The multi-channels plate heat exchangers are recommended to be used in the high-efficiency power and propulsion systems. The present study analyzes the large fluid flow maldistribution occurring at the inlet manifold configurations of a high temperature heat exchanger with CFD (computational fluid dynamics) method. Four modified inlet manifolds are proposed, including inclined baffle, segmental baffle, helical baffle and improved helical baffle. It turns out that all the proposed designs have more or less improvement of uniform flow distribution among each channel. By comparing the flow nonuniformity, the Nusselt number and the friction factor, the inlet manifold with equidifferent helical baffles is the best, whose flow nonuniformity can be decreased by 52% averagely. Comparing with the baseline design, meanwhile, the optimal modified design which inducts the spiral fluid flow has effect on the comprehensive performance. The Nusselt number can be increased by 24% averagely due to the produced spiral fluid flow while the pressure drop is in an acceptable range.
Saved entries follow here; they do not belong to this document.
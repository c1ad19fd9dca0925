//! # Slot Generator
//!
//! Materializes bookable appointment slots from recurring doctor schedules.
//!
//! For every schedule and every day in the requested range the generator:
//!
//! 1. skips the day if it is a holiday
//! 2. skips the day if its local weekday differs from the schedule's
//! 3. carves the schedule's window into `count` equal slots
//! 4. stages every slot whose key is not yet in the [`ExistingSlotIndex`]
//!
//! The index is reloaded from storage on every run and updated as slots are
//! staged, so repeated or overlapping runs never create the same slot twice.
//! All staged slots are committed in one unit of work at the end of the run.

use chrono::{Duration, NaiveDate, NaiveTime};
use tracing::{debug, error, info, warn};

use crate::{
    calendar::local_weekday,
    errors::ClinicResult,
    models::appointment::{AppointmentStatus, NewAppointment},
    slots::{
        holiday_set::HolidaySet,
        index::{ExistingSlotIndex, SlotKey},
        sources::{AppointmentSink, AppointmentSource, HolidaySource, ScheduleSource, UnitOfWork},
    },
};

/// Outcome of a successful generation run.
#[derive(Debug, Clone, Default)]
pub struct GenerationReport {
    /// Number of slots staged and committed by this run.
    pub created_count: usize,
    /// Rows reported by the unit of work on commit.
    pub committed_rows: u64,
    pub appointments: Vec<NewAppointment>,
}

/// Splits `[start, end)` into `count` contiguous slots of equal length.
///
/// Offsets are computed from the whole window at microsecond precision, so
/// uneven divisions do not accumulate drift and each slot ends exactly where
/// the next one begins.
pub fn carve_slots(start: NaiveTime, end: NaiveTime, count: u32) -> Vec<(NaiveTime, NaiveTime)> {
    if count == 0 || end <= start {
        return Vec::new();
    }

    let window = i128::from((end - start).num_microseconds().unwrap_or(0));
    let offset = |i: u32| {
        let micros = window * i128::from(i) / i128::from(count);
        start + Duration::microseconds(micros as i64)
    };

    (0..count).map(|i| (offset(i), offset(i + 1))).collect()
}

/// Generates appointment slots from the schedules, holidays and existing
/// appointments supplied by its collaborators.
pub struct SlotGenerator<'a> {
    schedules: &'a dyn ScheduleSource,
    holidays: &'a dyn HolidaySource,
    appointments: &'a dyn AppointmentSource,
}

impl<'a> SlotGenerator<'a> {
    pub fn new(
        schedules: &'a dyn ScheduleSource,
        holidays: &'a dyn HolidaySource,
        appointments: &'a dyn AppointmentSource,
    ) -> Self {
        Self {
            schedules,
            holidays,
            appointments,
        }
    }

    /// Generates slots for every day in `[start, end]` and commits them
    /// through `uow`.
    ///
    /// A reversed range is not an error; it simply produces nothing.
    ///
    /// # Errors
    ///
    /// Returns [`ClinicError::Database`](crate::errors::ClinicError::Database)
    /// when a collaborator fails. Nothing is committed in that case.
    pub async fn generate<W>(
        &self,
        uow: &mut W,
        start: NaiveDate,
        end: NaiveDate,
    ) -> ClinicResult<GenerationReport>
    where
        W: AppointmentSink + UnitOfWork + ?Sized,
    {
        info!(%start, %end, "Generating appointment slots");

        match self.run(uow, start, end).await {
            Ok(report) => {
                info!(
                    %start,
                    %end,
                    created = report.created_count,
                    committed = report.committed_rows,
                    "Appointment slot generation finished"
                );
                Ok(report)
            }
            Err(e) => {
                error!(%start, %end, error = %e, "Appointment slot generation failed");
                Err(e)
            }
        }
    }

    async fn run<W>(
        &self,
        uow: &mut W,
        start: NaiveDate,
        end: NaiveDate,
    ) -> ClinicResult<GenerationReport>
    where
        W: AppointmentSink + UnitOfWork + ?Sized,
    {
        if start > end {
            debug!(%start, %end, "Empty date range, nothing to generate");
            return Ok(GenerationReport::default());
        }

        let schedules = self.schedules.get_all().await?;
        let holidays = HolidaySet::load(self.holidays, start, end).await?;
        let mut index = ExistingSlotIndex::load(self.appointments, start, end).await?;

        debug!(
            schedules = schedules.len(),
            holidays = holidays.len(),
            existing = index.len(),
            "Loaded generation inputs"
        );

        let mut created = Vec::new();

        for schedule in &schedules {
            if !schedule.is_well_formed() {
                warn!(
                    schedule_id = %schedule.id,
                    count = schedule.count,
                    start_time = %schedule.start_time,
                    end_time = %schedule.end_time,
                    "Skipping malformed schedule"
                );
                continue;
            }

            let slots = carve_slots(schedule.start_time, schedule.end_time, schedule.count as u32);

            for day in start.iter_days().take_while(|day| *day <= end) {
                if holidays.contains(day) || local_weekday(day) != schedule.day_of_week {
                    continue;
                }

                for &(slot_start, slot_end) in &slots {
                    if !index.insert(SlotKey::new(schedule.id, day, slot_start)) {
                        continue;
                    }

                    let appointment = NewAppointment {
                        doctor_id: schedule.doctor_id,
                        doctor_schedule_id: schedule.id,
                        appointment_date_time: day.and_time(slot_start),
                        expire_date_time: day.and_time(slot_end),
                        start_time: slot_start,
                        end_time: slot_end,
                        status: AppointmentStatus::Booked,
                    };
                    uow.stage_insert(appointment.clone());
                    created.push(appointment);
                }
            }
        }

        let committed_rows = uow.commit().await?;

        Ok(GenerationReport {
            created_count: created.len(),
            committed_rows,
            appointments: created,
        })
    }
}

#[cfg(test)]
mod tests {
    use super::*;
    use crate::{
        calendar::LocalDayOfWeek,
        errors::ClinicError,
        models::schedule::DoctorSchedule,
        slots::sources::{MockAppointmentSource, MockHolidaySource, MockScheduleSource},
    };
    use async_trait::async_trait;
    use chrono::Utc;
    use mockall::mock;
    use pretty_assertions::assert_eq;
    use uuid::Uuid;

    mock! {
        pub Store {}

        impl AppointmentSink for Store {
            fn stage_insert(&mut self, appointment: NewAppointment);
        }

        #[async_trait]
        impl UnitOfWork for Store {
            async fn commit(&mut self) -> eyre::Result<u64>;
        }
    }

    fn time(h: u32, m: u32) -> NaiveTime {
        NaiveTime::from_hms_opt(h, m, 0).unwrap()
    }

    // 2024-03-16 is a Saturday
    fn saturday() -> NaiveDate {
        NaiveDate::from_ymd_opt(2024, 3, 16).unwrap()
    }

    fn schedule(count: i32, start: NaiveTime, end: NaiveTime) -> DoctorSchedule {
        DoctorSchedule {
            id: Uuid::new_v4(),
            doctor_id: Uuid::new_v4(),
            clinic_id: None,
            shift_id: None,
            service_id: Uuid::new_v4(),
            day_of_week: LocalDayOfWeek::Saturday,
            start_time: start,
            end_time: end,
            count,
            created_at: Utc::now(),
        }
    }

    fn sources(
        schedules: Vec<DoctorSchedule>,
    ) -> (MockScheduleSource, MockHolidaySource, MockAppointmentSource) {
        let mut schedule_source = MockScheduleSource::new();
        schedule_source
            .expect_get_all()
            .returning(move || Ok(schedules.clone()));

        let mut holiday_source = MockHolidaySource::new();
        holiday_source
            .expect_get_dates_in_range()
            .returning(|_, _| Ok(Vec::new()));

        let mut appointment_source = MockAppointmentSource::new();
        appointment_source
            .expect_get_keys_in_range()
            .returning(|_, _| Ok(Vec::new()));

        (schedule_source, holiday_source, appointment_source)
    }

    #[test]
    fn test_carve_slots_even_split() {
        let slots = carve_slots(time(8, 0), time(10, 0), 4);

        assert_eq!(
            slots,
            vec![
                (time(8, 0), time(8, 30)),
                (time(8, 30), time(9, 0)),
                (time(9, 0), time(9, 30)),
                (time(9, 30), time(10, 0)),
            ]
        );
    }

    #[test]
    fn test_carve_slots_fractional_minutes_are_contiguous() {
        let slots = carve_slots(time(9, 0), time(10, 0), 7);

        assert_eq!(slots.len(), 7);
        assert_eq!(slots[0].0, time(9, 0));
        assert_eq!(slots[6].1, time(10, 0));
        for pair in slots.windows(2) {
            assert!(pair[0].0 < pair[1].0);
            assert_eq!(pair[0].1, pair[1].0);
        }
        // 60 / 7 minutes, kept below minute precision
        assert_eq!(
            slots[1].0,
            time(9, 8) + Duration::microseconds(34_285_714)
        );
    }

    #[test]
    fn test_carve_slots_malformed_window() {
        assert!(carve_slots(time(8, 0), time(10, 0), 0).is_empty());
        assert!(carve_slots(time(10, 0), time(10, 0), 3).is_empty());
        assert!(carve_slots(time(11, 0), time(10, 0), 3).is_empty());
    }

    #[tokio::test]
    async fn test_generate_stages_and_commits_once() {
        let (schedules, holidays, appointments) = sources(vec![schedule(4, time(8, 0), time(10, 0))]);

        let mut store = MockStore::new();
        store.expect_stage_insert().times(4).return_const(());
        store.expect_commit().times(1).returning(|| Ok(4));

        let generator = SlotGenerator::new(&schedules, &holidays, &appointments);
        let report = generator
            .generate(&mut store, saturday(), saturday())
            .await
            .unwrap();

        assert_eq!(report.created_count, 4);
        assert_eq!(report.committed_rows, 4);
        assert!(
            report
                .appointments
                .iter()
                .all(|a| a.status == AppointmentStatus::Booked)
        );
    }

    #[tokio::test]
    async fn test_reversed_range_touches_nothing() {
        let schedules = MockScheduleSource::new();
        let holidays = MockHolidaySource::new();
        let appointments = MockAppointmentSource::new();
        let mut store = MockStore::new();

        let generator = SlotGenerator::new(&schedules, &holidays, &appointments);
        let report = generator
            .generate(&mut store, saturday(), saturday().pred_opt().unwrap())
            .await
            .unwrap();

        assert_eq!(report.created_count, 0);
        assert!(report.appointments.is_empty());
    }

    #[tokio::test]
    async fn test_schedule_source_failure_skips_commit() {
        let mut schedules = MockScheduleSource::new();
        schedules
            .expect_get_all()
            .returning(|| Err(eyre::eyre!("database unavailable")));
        let holidays = MockHolidaySource::new();
        let appointments = MockAppointmentSource::new();

        let mut store = MockStore::new();
        store.expect_stage_insert().never();
        store.expect_commit().never();

        let generator = SlotGenerator::new(&schedules, &holidays, &appointments);
        let result = generator.generate(&mut store, saturday(), saturday()).await;

        match result {
            Err(ClinicError::Database(e)) => assert!(e.to_string().contains("database unavailable")),
            other => panic!("Expected Database error, got: {:?}", other),
        }
    }

    #[tokio::test]
    async fn test_commit_failure_is_propagated() {
        let (schedules, holidays, appointments) = sources(vec![schedule(2, time(8, 0), time(9, 0))]);

        let mut store = MockStore::new();
        store.expect_stage_insert().times(2).return_const(());
        store
            .expect_commit()
            .times(1)
            .returning(|| Err(eyre::eyre!("unique constraint violated")));

        let generator = SlotGenerator::new(&schedules, &holidays, &appointments);
        let result = generator.generate(&mut store, saturday(), saturday()).await;

        assert!(matches!(result, Err(ClinicError::Database(_))));
    }

    #[tokio::test]
    async fn test_malformed_schedules_are_skipped() {
        let (schedules, holidays, appointments) = sources(vec![
            schedule(0, time(8, 0), time(10, 0)),
            schedule(3, time(10, 0), time(9, 0)),
            schedule(2, time(14, 0), time(15, 0)),
        ]);

        let mut store = MockStore::new();
        store.expect_stage_insert().times(2).return_const(());
        store.expect_commit().times(1).returning(|| Ok(2));

        let generator = SlotGenerator::new(&schedules, &holidays, &appointments);
        let report = generator
            .generate(&mut store, saturday(), saturday())
            .await
            .unwrap();

        assert_eq!(report.created_count, 2);
        assert_eq!(report.appointments[0].start_time, time(14, 0));
        assert_eq!(report.appointments[1].start_time, time(14, 30));
    }
}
Furthermore, the corresponding correlation of Nu and f are obtained according to CFD results.

Suggested Citation

  • Chu, Wen-xiao & Ma, Ting & Zeng, Min & Qu, Ting & Wang, Liang-bi & Wang, Qiu-wang, 2014. "Improvements on maldistribution of a high temperature multi-channel compact heat exchanger by different inlet baffles," Energy, Elsevier, vol. 75(C), pages 104-115.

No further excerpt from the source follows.